J's commercially aligned cousin, K, is routinely encountered in financial/ trading backends. Part of job security, I presume.
I know some K, but I am not a particular fan of it. I admire the efficiency, though.
icen 8 years ago

A really helpful edit would be the V1 and V2 macro expansions; then it's fairly straightforward C with an odd naming scheme.
- klibertp 8 years ago
  
  I don't think so. It's easier to see if something is monadic or dyadic with the macros, and you don't need to parse the function head to know what args and of what types it takes.
  
  cormacrelf 8 years ago
  
  > monadic or dyadic
  Also known as unary and binary, TIL. They're arity, not FP monads.
  
  evincarofautumn 8 years ago
  
  Adicity is an alternate naming scheme for arity, based on Greek rather than Latin roots.
  
  mjn 8 years ago
  
  Also a common naming scheme in music, which is where APL got the terms from: one note is a monad, two simultaneously is a dyad, three is a triad, four is a tetrad, etc.
  Fwiw APL's use of monad in this sense predates the FP use of the term by several decades.
  
  Xophmeister 8 years ago
  
  Monads, in the FP sense, come from the same construction in Category Theory.
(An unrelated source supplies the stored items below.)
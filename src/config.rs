use anyhow::{anyhow, Result};
use serde::Deserialize;
use std::path::{Path, PathBuf};
use std::time::Duration;

const DEFAULT_LABELS_PATH: &str = "../models/labels.txt";
const DEFAULT_MODEL_PATH: &str = "../models/box_classifier.onnx";
const DEFAULT_CAMERA_DEVICE: &str = "/dev/video0";
const DEFAULT_FRAME_WIDTH: u32 = 320;
const DEFAULT_FRAME_HEIGHT: u32 = 240;
const DEFAULT_CAPTURE_TIMEOUT_MS: u64 = 2_000;
const DEFAULT_FRAMEBUFFER_DEVICE: &str = "/dev/fb0";
const DEFAULT_SCREEN_WIDTH: u32 = 800;
const DEFAULT_SCREEN_HEIGHT: u32 = 480;
const DEFAULT_DRAW_BUFFER_LINES: u32 = 40;
const DEFAULT_GPIO_CHIP: &str = "/dev/gpiochip4";
const DEFAULT_GPIO_LINE: u32 = 3;
const DEFAULT_FRAME_PERIOD_MS: u64 = 33;

/// Environment variable naming the JSON config file.
pub const CONFIG_ENV: &str = "SMART_VERIFIER_CONFIG";

#[derive(Debug, Deserialize, Default)]
struct VerifierConfigFile {
    labels_path: Option<PathBuf>,
    model_path: Option<PathBuf>,
    camera: Option<CameraConfigFile>,
    display: Option<DisplayConfigFile>,
    indicator: Option<IndicatorConfigFile>,
    frame_period_ms: Option<u64>,
}

#[derive(Debug, Deserialize, Default)]
struct CameraConfigFile {
    device: Option<String>,
    width: Option<u32>,
    height: Option<u32>,
    timeout_ms: Option<u64>,
}

#[derive(Debug, Deserialize, Default)]
struct DisplayConfigFile {
    device: Option<String>,
    width: Option<u32>,
    height: Option<u32>,
    draw_buffer_lines: Option<u32>,
}

#[derive(Debug, Deserialize, Default)]
struct IndicatorConfigFile {
    chip: Option<String>,
    line: Option<u32>,
}

#[derive(Debug, Clone)]
pub struct VerifierConfig {
    pub labels_path: PathBuf,
    pub model_path: PathBuf,
    pub camera: CameraSettings,
    pub display: DisplaySettings,
    pub indicator: IndicatorSettings,
    /// Fixed sleep at the end of every loop iteration.
    pub frame_period: Duration,
}

#[derive(Debug, Clone)]
pub struct CameraSettings {
    pub device: String,
    pub width: u32,
    pub height: u32,
    pub timeout: Duration,
}

#[derive(Debug, Clone)]
pub struct DisplaySettings {
    pub device: String,
    pub width: u32,
    pub height: u32,
    pub draw_buffer_lines: u32,
}

#[derive(Debug, Clone)]
pub struct IndicatorSettings {
    pub chip: String,
    pub line: u32,
}

impl Default for VerifierConfig {
    fn default() -> Self {
        Self::from_file(VerifierConfigFile::default())
    }
}

impl VerifierConfig {
    /// Load configuration from an optional JSON file, then apply environment
    /// overrides and validate.
    pub fn load(path: Option<&Path>) -> Result<Self> {
        let file_cfg = match path {
            Some(path) => read_config_file(path)?,
            None => VerifierConfigFile::default(),
        };
        let mut cfg = Self::from_file(file_cfg);
        cfg.apply_env()?;
        cfg.validate()?;
        Ok(cfg)
    }

    /// Configuration with every device and model path pointing at the
    /// in-memory backends.
    pub fn stub() -> Self {
        let mut cfg = Self::default();
        cfg.model_path = PathBuf::from("stub://classifier");
        cfg.camera.device = "stub://camera".to_string();
        cfg.display.device = "stub://display".to_string();
        cfg.indicator.chip = "stub://indicator".to_string();
        cfg
    }

    /// Number of bytes in one RGB24 frame.
    pub fn frame_len(&self) -> usize {
        self.camera.width as usize * self.camera.height as usize * 3
    }

    fn from_file(file: VerifierConfigFile) -> Self {
        let camera = file.camera.unwrap_or_default();
        let display = file.display.unwrap_or_default();
        let indicator = file.indicator.unwrap_or_default();
        Self {
            labels_path: file
                .labels_path
                .unwrap_or_else(|| PathBuf::from(DEFAULT_LABELS_PATH)),
            model_path: file
                .model_path
                .unwrap_or_else(|| PathBuf::from(DEFAULT_MODEL_PATH)),
            camera: CameraSettings {
                device: camera
                    .device
                    .unwrap_or_else(|| DEFAULT_CAMERA_DEVICE.to_string()),
                width: camera.width.unwrap_or(DEFAULT_FRAME_WIDTH),
                height: camera.height.unwrap_or(DEFAULT_FRAME_HEIGHT),
                timeout: Duration::from_millis(
                    camera.timeout_ms.unwrap_or(DEFAULT_CAPTURE_TIMEOUT_MS),
                ),
            },
            display: DisplaySettings {
                device: display
                    .device
                    .unwrap_or_else(|| DEFAULT_FRAMEBUFFER_DEVICE.to_string()),
                width: display.width.unwrap_or(DEFAULT_SCREEN_WIDTH),
                height: display.height.unwrap_or(DEFAULT_SCREEN_HEIGHT),
                draw_buffer_lines: display
                    .draw_buffer_lines
                    .unwrap_or(DEFAULT_DRAW_BUFFER_LINES),
            },
            indicator: IndicatorSettings {
                chip: indicator
                    .chip
                    .unwrap_or_else(|| DEFAULT_GPIO_CHIP.to_string()),
                line: indicator.line.unwrap_or(DEFAULT_GPIO_LINE),
            },
            frame_period: Duration::from_millis(
                file.frame_period_ms.unwrap_or(DEFAULT_FRAME_PERIOD_MS),
            ),
        }
    }

    fn apply_env(&mut self) -> Result<()> {
        if let Some(path) = non_empty_env("SMART_VERIFIER_LABELS") {
            self.labels_path = PathBuf::from(path);
        }
        if let Some(path) = non_empty_env("SMART_VERIFIER_MODEL") {
            self.model_path = PathBuf::from(path);
        }
        if let Some(device) = non_empty_env("SMART_VERIFIER_CAMERA") {
            self.camera.device = device;
        }
        if let Some(device) = non_empty_env("SMART_VERIFIER_FRAMEBUFFER") {
            self.display.device = device;
        }
        if let Some(chip) = non_empty_env("SMART_VERIFIER_GPIO_CHIP") {
            self.indicator.chip = chip;
        }
        if let Some(line) = non_empty_env("SMART_VERIFIER_GPIO_LINE") {
            self.indicator.line = line
                .parse()
                .map_err(|_| anyhow!("SMART_VERIFIER_GPIO_LINE must be a line offset"))?;
        }
        if let Some(period) = non_empty_env("SMART_VERIFIER_FRAME_PERIOD_MS") {
            let millis: u64 = period.parse().map_err(|_| {
                anyhow!("SMART_VERIFIER_FRAME_PERIOD_MS must be an integer number of milliseconds")
            })?;
            self.frame_period = Duration::from_millis(millis);
        }
        Ok(())
    }

    fn validate(&self) -> Result<()> {
        if self.camera.width == 0 || self.camera.height == 0 {
            return Err(anyhow!("camera width and height must be greater than zero"));
        }
        if self.display.width == 0 || self.display.height == 0 {
            return Err(anyhow!("display width and height must be greater than zero"));
        }
        if self.camera.width > self.display.width || self.camera.height > self.display.height {
            return Err(anyhow!(
                "frame {}x{} does not fit on a {}x{} screen",
                self.camera.width,
                self.camera.height,
                self.display.width,
                self.display.height
            ));
        }
        if self.display.draw_buffer_lines == 0 {
            return Err(anyhow!("draw_buffer_lines must be greater than zero"));
        }
        if self.camera.timeout.is_zero() {
            return Err(anyhow!("camera timeout must be greater than zero"));
        }
        Ok(())
    }
}

fn read_config_file(path: &Path) -> Result<VerifierConfigFile> {
    let raw = std::fs::read_to_string(path)
        .map_err(|e| anyhow!("failed to read config file {}: {}", path.display(), e))?;
    let cfg = serde_json::from_str(&raw)
        .map_err(|e| anyhow!("invalid config file {}: {}", path.display(), e))?;
    Ok(cfg)
}

fn non_empty_env(key: &str) -> Option<String> {
    std::env::var(key)
        .ok()
        .filter(|value| !value.trim().is_empty())
}
//! Capture, classify, decide, render.
//!
//! `Verifier` bundles every device handle the loop needs. It is built once at
//! startup; any failure while opening a device aborts construction and drops
//! whatever was already opened. Dropping the verifier releases everything:
//! the indicator is driven off, the capture stream stops and the framebuffer
//! is unmapped.

use anyhow::{anyhow, Result};
use std::sync::atomic::{AtomicBool, Ordering};
use std::time::Duration;

use crate::capture::{Acquired, CaptureStats, VideoSource};
use crate::classify::{self, argmax, Classifier};
use crate::config::VerifierConfig;
use crate::display::Display;
use crate::frame::FrameBuffer;
use crate::indicator::Indicator;
use crate::labels::LabelTable;
use crate::progress::Ui;
use crate::screen::Screen;

/// Outcome of classifying one frame.
#[derive(Clone, Debug, PartialEq)]
pub struct Verdict {
    pub label: String,
    pub score: f32,
    /// Winning label equals the target label.
    pub matched: bool,
}

impl Verdict {
    /// Text for the on-screen status label.
    pub fn status_line(&self) -> String {
        if self.matched {
            format!("{} package detected.", self.label)
        } else {
            format!("{} package NOT detected!", self.label)
        }
    }

    /// Per-frame console line.
    pub fn console_line(&self) -> String {
        format!("Detected: {} ({:.2})", self.label, self.score)
    }
}

/// What one loop iteration did.
#[derive(Clone, Debug, PartialEq)]
pub enum Iteration {
    Classified(Verdict),
    /// Capture timed out or was interrupted; nothing was classified.
    Skipped,
}

/// Counters for a finished run.
#[derive(Clone, Debug, Default, PartialEq, Eq)]
pub struct RunSummary {
    pub iterations: u64,
    pub classified: u64,
    pub skipped: u64,
    pub matches: u64,
}

/// Pick the winning label for `scores` and compare it with `target`.
///
/// The score vector must hold exactly one score per label.
pub fn decide(labels: &LabelTable, scores: &[f32], target: &str) -> Result<Verdict> {
    if scores.len() != labels.len() {
        return Err(anyhow!(
            "model produced {} scores for {} labels",
            scores.len(),
            labels.len()
        ));
    }
    let top = argmax(scores).ok_or_else(|| anyhow!("model produced an empty score vector"))?;
    let label = labels
        .get(top.index)
        .ok_or_else(|| anyhow!("no label for class {}", top.index))?;
    Ok(Verdict {
        label: label.to_string(),
        score: top.score,
        matched: label == target,
    })
}

pub struct Verifier {
    target: String,
    labels: LabelTable,
    classifier: Box<dyn Classifier>,
    indicator: Indicator,
    display: Display,
    screen: Screen,
    source: VideoSource,
    frame: FrameBuffer,
    frame_period: Duration,
    iterations: u64,
}

impl Verifier {
    /// Load labels and model, then open every device, reporting each stage.
    pub fn open(config: &VerifierConfig, target: &str, ui: &Ui) -> Result<Self> {
        let labels = ui.run_stage("Load labels", || {
            let labels = LabelTable::load(&config.labels_path)?;
            if labels.is_empty() {
                return Err(anyhow!(
                    "label file {} holds no labels",
                    config.labels_path.display()
                ));
            }
            Ok(labels)
        })?;
        if !labels.contains(target) {
            log::warn!(
                "target label {:?} is not in {}; it can never be detected",
                target,
                config.labels_path.display()
            );
        }

        let classifier = ui.run_stage("Load model", || {
            let classifier = classify::open(
                &config.model_path,
                config.camera.width,
                config.camera.height,
                labels.len(),
            )?;
            check_input_len(classifier.as_ref(), config)?;
            Ok(classifier)
        })?;

        let indicator = ui.run_stage("Open indicator", || Indicator::open(&config.indicator))?;
        let display = ui.run_stage("Open display", || Display::open(&config.display))?;
        let screen = Screen::new(&config.display);
        let source = ui.run_stage("Open camera", || VideoSource::open(&config.camera))?;

        log::info!(
            "verifier ready: {} labels, target {:?}, {} backend",
            labels.len(),
            target,
            classifier.name()
        );
        Ok(Self {
            target: target.to_string(),
            labels,
            classifier,
            indicator,
            display,
            screen,
            source,
            frame: FrameBuffer::new(config.camera.width, config.camera.height),
            frame_period: config.frame_period,
            iterations: 0,
        })
    }

    /// Swap in a different inference backend. Its input size must match the
    /// frame buffer.
    pub fn with_classifier(mut self, classifier: Box<dyn Classifier>) -> Result<Self> {
        if classifier.input_len() != self.frame.len() {
            return Err(anyhow!(
                "classifier expects {} input bytes, frames hold {}",
                classifier.input_len(),
                self.frame.len()
            ));
        }
        self.classifier = classifier;
        Ok(self)
    }

    pub fn labels(&self) -> &LabelTable {
        &self.labels
    }

    pub fn indicator(&self) -> &Indicator {
        &self.indicator
    }

    pub fn screen(&self) -> &Screen {
        &self.screen
    }

    pub fn display(&self) -> &Display {
        &self.display
    }

    /// The frame buffer the preview widget renders from.
    pub fn frame(&self) -> &FrameBuffer {
        &self.frame
    }

    pub fn capture_stats(&self) -> CaptureStats {
        self.source.stats()
    }

    pub fn iterations(&self) -> u64 {
        self.iterations
    }

    /// Run one iteration without the trailing sleep.
    pub fn step(&mut self) -> Result<Iteration> {
        let outcome = match self.source.acquire()? {
            Acquired::TimedOut => {
                log::warn!(
                    "no frame within the capture timeout; skipping iteration {}",
                    self.iterations
                );
                Iteration::Skipped
            }
            Acquired::Interrupted => {
                log::debug!("capture wait interrupted; skipping iteration {}", self.iterations);
                Iteration::Skipped
            }
            Acquired::Frame(bytes) => {
                self.frame.copy_from(bytes)?;
                let scores = self.classifier.classify(self.frame.as_bytes())?;
                let verdict = decide(&self.labels, &scores, &self.target)?;
                println!("{}", verdict.console_line());
                log::debug!("frame {}: scores {:?}", self.frame.generation(), scores);

                self.indicator.set(verdict.matched);
                self.screen.set_text(&verdict.status_line());
                self.screen.set_source(self.frame.descriptor());
                Iteration::Classified(verdict)
            }
        };
        self.screen.process(&self.frame, &mut self.display)?;
        self.iterations += 1;
        Ok(outcome)
    }

    /// Loop until `shutdown` is raised or `limit` iterations have run,
    /// sleeping the configured frame period after every iteration.
    pub fn run(&mut self, shutdown: &AtomicBool, limit: Option<u64>) -> Result<RunSummary> {
        let mut summary = RunSummary::default();
        while !shutdown.load(Ordering::SeqCst) {
            if limit.is_some_and(|limit| summary.iterations >= limit) {
                break;
            }
            match self.step()? {
                Iteration::Classified(verdict) => {
                    summary.classified += 1;
                    if verdict.matched {
                        summary.matches += 1;
                    }
                }
                Iteration::Skipped => summary.skipped += 1,
            }
            summary.iterations += 1;
            std::thread::sleep(self.frame_period);
        }
        log::info!(
            "loop stopped after {} iterations ({} classified, {} skipped, {} matches)",
            summary.iterations,
            summary.classified,
            summary.skipped,
            summary.matches
        );
        Ok(summary)
    }
}

fn check_input_len(classifier: &dyn Classifier, config: &VerifierConfig) -> Result<()> {
    if classifier.input_len() != config.frame_len() {
        return Err(anyhow!(
            "model {} expects {} input bytes, {}x{} RGB frames hold {}",
            config.model_path.display(),
            classifier.input_len(),
            config.camera.width,
            config.camera.height,
            config.frame_len()
        ));
    }
    Ok(())
}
According to Wikipedia, this was first "invented" in 1958, but the term "monad" was coined later by Saunders Mac Lane.
zakk 8 years ago

You could also run the preprocessor to make it clearer.

messe 8 years ago

That's actually about as readable as the full J interpreter source code.

https://github.com/jsoftware/jsource

feiss 8 years ago

Jeezzz!!

PeCaN 8 years ago

Even if the details are a bit… inscrutable, I do like that figuring out the structure of this interpreter is quite easy as it's all on one page and easy to see all the “moving parts”. It perhaps looks a bit scary, but it is, IMO, much easier to understand than 1000 lines of Java spread out across 5 different files. In a way, there's less mental overhead.

eternalban 8 years ago

/aside: Reminded me of "6 instances of SHA-3 and SHAKE" in 9 tweets:

http://keccak.noekeon.org/tweetfips202.html

https://twitter.com/TweetFIPS202